Stored items from a collection
========
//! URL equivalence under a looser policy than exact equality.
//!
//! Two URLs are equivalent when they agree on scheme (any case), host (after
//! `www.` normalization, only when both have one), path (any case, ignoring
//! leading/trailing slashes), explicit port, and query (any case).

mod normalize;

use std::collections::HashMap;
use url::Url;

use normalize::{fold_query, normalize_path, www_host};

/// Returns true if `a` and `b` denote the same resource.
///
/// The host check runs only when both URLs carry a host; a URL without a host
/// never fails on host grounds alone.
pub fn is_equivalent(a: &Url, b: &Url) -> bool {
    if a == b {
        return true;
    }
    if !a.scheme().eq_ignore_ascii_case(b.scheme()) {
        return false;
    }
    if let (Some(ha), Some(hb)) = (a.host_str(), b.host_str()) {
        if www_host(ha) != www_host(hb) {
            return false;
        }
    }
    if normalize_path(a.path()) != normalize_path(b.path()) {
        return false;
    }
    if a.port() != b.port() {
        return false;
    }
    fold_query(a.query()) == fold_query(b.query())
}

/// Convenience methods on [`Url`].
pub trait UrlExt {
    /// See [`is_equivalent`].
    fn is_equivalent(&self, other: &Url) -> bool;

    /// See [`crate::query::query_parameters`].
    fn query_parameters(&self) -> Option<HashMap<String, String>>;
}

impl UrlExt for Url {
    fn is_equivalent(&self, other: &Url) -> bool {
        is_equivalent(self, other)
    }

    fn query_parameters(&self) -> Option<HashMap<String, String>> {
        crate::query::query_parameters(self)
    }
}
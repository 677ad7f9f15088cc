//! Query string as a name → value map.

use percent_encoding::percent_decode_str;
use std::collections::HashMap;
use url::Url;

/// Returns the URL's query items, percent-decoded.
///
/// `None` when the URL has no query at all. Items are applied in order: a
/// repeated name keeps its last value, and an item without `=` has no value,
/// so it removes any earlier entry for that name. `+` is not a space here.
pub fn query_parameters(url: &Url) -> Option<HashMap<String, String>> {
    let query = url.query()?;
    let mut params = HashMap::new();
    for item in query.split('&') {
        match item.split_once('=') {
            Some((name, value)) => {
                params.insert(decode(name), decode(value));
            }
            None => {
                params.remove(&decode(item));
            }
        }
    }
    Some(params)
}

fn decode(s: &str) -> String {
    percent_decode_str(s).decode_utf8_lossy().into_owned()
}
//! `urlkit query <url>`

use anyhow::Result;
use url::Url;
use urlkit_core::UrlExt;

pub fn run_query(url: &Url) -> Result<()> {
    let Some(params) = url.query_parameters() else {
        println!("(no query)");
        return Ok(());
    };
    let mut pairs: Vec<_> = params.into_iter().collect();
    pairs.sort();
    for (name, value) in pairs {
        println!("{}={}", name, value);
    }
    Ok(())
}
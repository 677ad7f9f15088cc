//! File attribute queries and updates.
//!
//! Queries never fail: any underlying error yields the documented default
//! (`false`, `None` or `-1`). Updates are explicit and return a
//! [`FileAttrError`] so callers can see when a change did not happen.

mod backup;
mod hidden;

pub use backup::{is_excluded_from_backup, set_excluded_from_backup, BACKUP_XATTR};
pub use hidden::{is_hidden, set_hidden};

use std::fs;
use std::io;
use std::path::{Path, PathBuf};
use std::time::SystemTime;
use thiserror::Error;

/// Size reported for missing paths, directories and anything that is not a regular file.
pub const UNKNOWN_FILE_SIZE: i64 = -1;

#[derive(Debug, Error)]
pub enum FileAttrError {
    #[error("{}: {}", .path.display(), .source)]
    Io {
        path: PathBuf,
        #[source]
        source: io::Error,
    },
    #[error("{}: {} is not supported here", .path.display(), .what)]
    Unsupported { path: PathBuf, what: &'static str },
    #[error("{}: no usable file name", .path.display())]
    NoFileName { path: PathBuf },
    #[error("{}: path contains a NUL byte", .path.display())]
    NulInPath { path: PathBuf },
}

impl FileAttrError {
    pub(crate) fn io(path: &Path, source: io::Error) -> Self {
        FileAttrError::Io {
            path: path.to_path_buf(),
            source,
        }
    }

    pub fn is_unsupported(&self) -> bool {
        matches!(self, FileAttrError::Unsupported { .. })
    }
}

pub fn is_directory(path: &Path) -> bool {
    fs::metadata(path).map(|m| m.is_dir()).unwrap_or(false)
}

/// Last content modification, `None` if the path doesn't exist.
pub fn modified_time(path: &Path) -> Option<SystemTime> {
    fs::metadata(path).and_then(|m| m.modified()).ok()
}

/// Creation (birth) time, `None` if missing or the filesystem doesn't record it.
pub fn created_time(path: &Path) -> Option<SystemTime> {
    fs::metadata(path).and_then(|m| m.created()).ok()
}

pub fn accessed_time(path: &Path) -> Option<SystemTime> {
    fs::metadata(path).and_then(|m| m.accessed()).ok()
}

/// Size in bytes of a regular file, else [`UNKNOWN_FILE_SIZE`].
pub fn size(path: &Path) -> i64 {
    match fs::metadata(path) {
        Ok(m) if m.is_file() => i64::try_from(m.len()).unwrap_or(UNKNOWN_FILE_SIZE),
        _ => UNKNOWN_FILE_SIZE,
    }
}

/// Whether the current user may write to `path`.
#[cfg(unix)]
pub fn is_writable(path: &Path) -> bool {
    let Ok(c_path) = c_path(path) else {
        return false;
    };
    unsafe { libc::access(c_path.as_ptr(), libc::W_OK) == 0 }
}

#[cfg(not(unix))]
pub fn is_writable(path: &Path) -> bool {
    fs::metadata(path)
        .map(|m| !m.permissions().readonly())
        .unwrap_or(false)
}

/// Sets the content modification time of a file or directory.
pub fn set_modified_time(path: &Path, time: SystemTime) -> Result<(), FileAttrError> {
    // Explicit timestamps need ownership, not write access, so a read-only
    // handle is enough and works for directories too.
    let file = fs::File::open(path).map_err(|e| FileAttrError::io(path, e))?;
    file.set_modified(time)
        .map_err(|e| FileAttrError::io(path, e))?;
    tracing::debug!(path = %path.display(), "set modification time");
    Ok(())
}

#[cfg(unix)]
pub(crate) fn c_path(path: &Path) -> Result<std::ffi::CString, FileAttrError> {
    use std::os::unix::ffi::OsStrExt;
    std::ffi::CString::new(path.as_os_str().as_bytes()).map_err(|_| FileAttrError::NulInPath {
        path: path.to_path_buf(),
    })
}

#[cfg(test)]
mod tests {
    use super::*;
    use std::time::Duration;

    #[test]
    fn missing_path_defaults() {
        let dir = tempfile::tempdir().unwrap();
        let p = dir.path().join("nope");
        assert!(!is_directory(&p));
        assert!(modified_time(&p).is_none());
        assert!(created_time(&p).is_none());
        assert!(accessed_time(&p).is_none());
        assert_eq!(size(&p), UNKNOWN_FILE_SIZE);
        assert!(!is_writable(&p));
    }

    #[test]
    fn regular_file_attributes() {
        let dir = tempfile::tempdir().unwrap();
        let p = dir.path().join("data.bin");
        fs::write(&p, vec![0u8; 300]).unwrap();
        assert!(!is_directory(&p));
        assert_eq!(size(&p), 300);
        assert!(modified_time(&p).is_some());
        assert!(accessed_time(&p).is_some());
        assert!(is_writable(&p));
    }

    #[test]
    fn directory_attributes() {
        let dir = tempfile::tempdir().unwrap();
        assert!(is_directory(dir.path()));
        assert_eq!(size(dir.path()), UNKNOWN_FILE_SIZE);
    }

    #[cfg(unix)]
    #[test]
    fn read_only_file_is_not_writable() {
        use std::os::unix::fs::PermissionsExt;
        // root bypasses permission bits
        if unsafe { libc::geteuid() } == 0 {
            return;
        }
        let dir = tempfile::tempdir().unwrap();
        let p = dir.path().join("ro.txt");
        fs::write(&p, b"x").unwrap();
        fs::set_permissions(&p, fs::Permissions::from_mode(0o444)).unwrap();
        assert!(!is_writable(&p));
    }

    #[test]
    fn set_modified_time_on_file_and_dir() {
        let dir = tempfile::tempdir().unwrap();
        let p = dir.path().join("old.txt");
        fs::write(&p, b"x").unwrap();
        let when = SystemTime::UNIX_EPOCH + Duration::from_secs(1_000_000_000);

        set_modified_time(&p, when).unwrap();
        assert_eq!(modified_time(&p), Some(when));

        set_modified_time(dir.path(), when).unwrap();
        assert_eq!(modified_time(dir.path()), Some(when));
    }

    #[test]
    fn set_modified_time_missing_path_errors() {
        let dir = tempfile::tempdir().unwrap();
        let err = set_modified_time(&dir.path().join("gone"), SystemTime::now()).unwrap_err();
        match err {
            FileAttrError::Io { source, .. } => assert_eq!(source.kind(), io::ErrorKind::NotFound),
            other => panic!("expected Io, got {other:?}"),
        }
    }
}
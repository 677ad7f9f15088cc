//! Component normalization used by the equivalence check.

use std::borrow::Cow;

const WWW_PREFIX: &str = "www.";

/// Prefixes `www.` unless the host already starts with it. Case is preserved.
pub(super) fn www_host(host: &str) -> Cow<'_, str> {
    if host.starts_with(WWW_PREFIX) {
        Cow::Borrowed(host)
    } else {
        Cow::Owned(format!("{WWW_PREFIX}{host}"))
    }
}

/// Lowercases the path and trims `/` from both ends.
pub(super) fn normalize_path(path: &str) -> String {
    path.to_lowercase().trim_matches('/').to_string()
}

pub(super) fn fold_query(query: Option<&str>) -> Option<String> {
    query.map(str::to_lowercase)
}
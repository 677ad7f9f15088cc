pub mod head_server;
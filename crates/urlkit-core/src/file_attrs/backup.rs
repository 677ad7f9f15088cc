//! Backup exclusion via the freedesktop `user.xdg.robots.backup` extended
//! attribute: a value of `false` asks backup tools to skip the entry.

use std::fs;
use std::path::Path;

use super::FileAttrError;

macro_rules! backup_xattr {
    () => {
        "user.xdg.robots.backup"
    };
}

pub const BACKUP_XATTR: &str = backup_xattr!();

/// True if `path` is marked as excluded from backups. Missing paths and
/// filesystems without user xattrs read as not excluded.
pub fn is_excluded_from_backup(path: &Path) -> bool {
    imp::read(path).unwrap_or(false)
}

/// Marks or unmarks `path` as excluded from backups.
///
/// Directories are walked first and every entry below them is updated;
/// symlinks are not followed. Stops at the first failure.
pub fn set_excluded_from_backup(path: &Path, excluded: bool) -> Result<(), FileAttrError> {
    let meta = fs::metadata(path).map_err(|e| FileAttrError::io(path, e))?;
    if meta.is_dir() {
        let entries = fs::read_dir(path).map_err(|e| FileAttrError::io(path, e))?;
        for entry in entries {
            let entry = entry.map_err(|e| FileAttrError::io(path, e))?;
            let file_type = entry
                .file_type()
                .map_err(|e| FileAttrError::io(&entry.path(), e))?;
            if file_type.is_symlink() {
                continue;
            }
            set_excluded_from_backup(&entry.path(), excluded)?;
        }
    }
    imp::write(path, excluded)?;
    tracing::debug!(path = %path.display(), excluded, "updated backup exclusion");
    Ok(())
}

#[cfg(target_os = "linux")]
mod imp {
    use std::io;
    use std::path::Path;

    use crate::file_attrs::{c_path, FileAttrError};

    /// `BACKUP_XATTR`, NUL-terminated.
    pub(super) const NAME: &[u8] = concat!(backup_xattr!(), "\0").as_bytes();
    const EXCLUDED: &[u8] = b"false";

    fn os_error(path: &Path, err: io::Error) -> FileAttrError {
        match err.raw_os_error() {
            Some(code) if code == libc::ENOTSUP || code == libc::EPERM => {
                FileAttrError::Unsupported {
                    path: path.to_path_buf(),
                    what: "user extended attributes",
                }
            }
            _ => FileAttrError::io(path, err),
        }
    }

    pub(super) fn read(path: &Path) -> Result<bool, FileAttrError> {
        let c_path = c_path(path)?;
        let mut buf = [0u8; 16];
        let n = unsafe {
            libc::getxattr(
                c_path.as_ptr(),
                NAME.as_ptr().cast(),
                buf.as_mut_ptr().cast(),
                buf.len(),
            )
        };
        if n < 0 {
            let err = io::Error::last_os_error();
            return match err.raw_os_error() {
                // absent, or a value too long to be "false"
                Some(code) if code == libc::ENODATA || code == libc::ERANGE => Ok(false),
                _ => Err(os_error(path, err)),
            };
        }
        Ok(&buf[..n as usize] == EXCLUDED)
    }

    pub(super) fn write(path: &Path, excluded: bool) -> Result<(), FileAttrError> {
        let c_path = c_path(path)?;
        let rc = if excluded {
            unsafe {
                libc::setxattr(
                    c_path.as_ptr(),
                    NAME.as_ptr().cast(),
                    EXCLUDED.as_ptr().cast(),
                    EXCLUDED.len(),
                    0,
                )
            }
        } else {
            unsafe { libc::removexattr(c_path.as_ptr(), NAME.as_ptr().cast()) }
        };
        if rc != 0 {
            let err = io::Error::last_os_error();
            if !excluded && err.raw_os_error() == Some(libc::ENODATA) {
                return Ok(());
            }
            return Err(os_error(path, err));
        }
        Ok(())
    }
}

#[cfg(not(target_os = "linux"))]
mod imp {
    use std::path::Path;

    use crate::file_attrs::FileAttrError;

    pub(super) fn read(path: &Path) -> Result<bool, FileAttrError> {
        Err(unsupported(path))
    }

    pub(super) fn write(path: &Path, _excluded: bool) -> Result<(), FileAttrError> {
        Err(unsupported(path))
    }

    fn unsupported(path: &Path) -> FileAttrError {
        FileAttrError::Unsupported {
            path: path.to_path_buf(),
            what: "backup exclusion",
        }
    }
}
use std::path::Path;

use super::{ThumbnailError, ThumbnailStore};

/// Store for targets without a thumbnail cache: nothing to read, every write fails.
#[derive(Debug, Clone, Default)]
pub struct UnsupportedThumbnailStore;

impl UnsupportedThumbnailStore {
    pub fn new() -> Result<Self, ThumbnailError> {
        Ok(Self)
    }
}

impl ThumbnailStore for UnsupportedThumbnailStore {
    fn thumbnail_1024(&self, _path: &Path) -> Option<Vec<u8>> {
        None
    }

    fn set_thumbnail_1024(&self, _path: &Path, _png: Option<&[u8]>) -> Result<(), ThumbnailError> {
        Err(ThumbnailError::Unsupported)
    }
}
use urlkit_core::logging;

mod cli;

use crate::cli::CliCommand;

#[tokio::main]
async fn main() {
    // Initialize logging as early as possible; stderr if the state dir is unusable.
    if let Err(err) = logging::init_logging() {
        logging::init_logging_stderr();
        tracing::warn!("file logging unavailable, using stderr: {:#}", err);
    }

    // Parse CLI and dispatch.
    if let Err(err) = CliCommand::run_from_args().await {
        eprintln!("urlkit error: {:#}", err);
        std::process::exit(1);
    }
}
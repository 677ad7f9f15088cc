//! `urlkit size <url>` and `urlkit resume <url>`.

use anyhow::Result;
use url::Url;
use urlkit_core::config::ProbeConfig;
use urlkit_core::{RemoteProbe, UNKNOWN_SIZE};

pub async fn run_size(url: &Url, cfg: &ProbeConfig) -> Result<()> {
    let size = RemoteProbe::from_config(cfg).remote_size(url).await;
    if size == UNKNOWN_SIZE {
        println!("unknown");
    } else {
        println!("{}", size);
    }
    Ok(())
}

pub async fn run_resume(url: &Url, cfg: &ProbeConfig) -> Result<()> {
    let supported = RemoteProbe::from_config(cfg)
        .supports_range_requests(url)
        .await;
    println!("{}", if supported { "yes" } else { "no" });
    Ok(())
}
========
_PROBLEM TO WORK ON_:
Would you filter the records and copy out each line containing "Option"?

_PROBLEM SOLUTION_:
    fn query_parameters(&self) -> Option<HashMap<String, String>>;
    fn query_parameters(&self) -> Option<HashMap<String, String>> {
pub fn query_parameters(url: &Url) -> Option<HashMap<String, String>> {
pub fn modified_time(path: &Path) -> Option<SystemTime> {
pub fn created_time(path: &Path) -> Option<SystemTime> {
pub fn accessed_time(path: &Path) -> Option<SystemTime> {
pub(super) fn fold_query(query: Option<&str>) -> Option<String> {
    fn thumbnail_1024(&self, _path: &Path) -> Option<Vec<u8>> {
    fn set_thumbnail_1024(&self, _path: &Path, _png: Option<&[u8]>) -> Result<(), ThumbnailError> {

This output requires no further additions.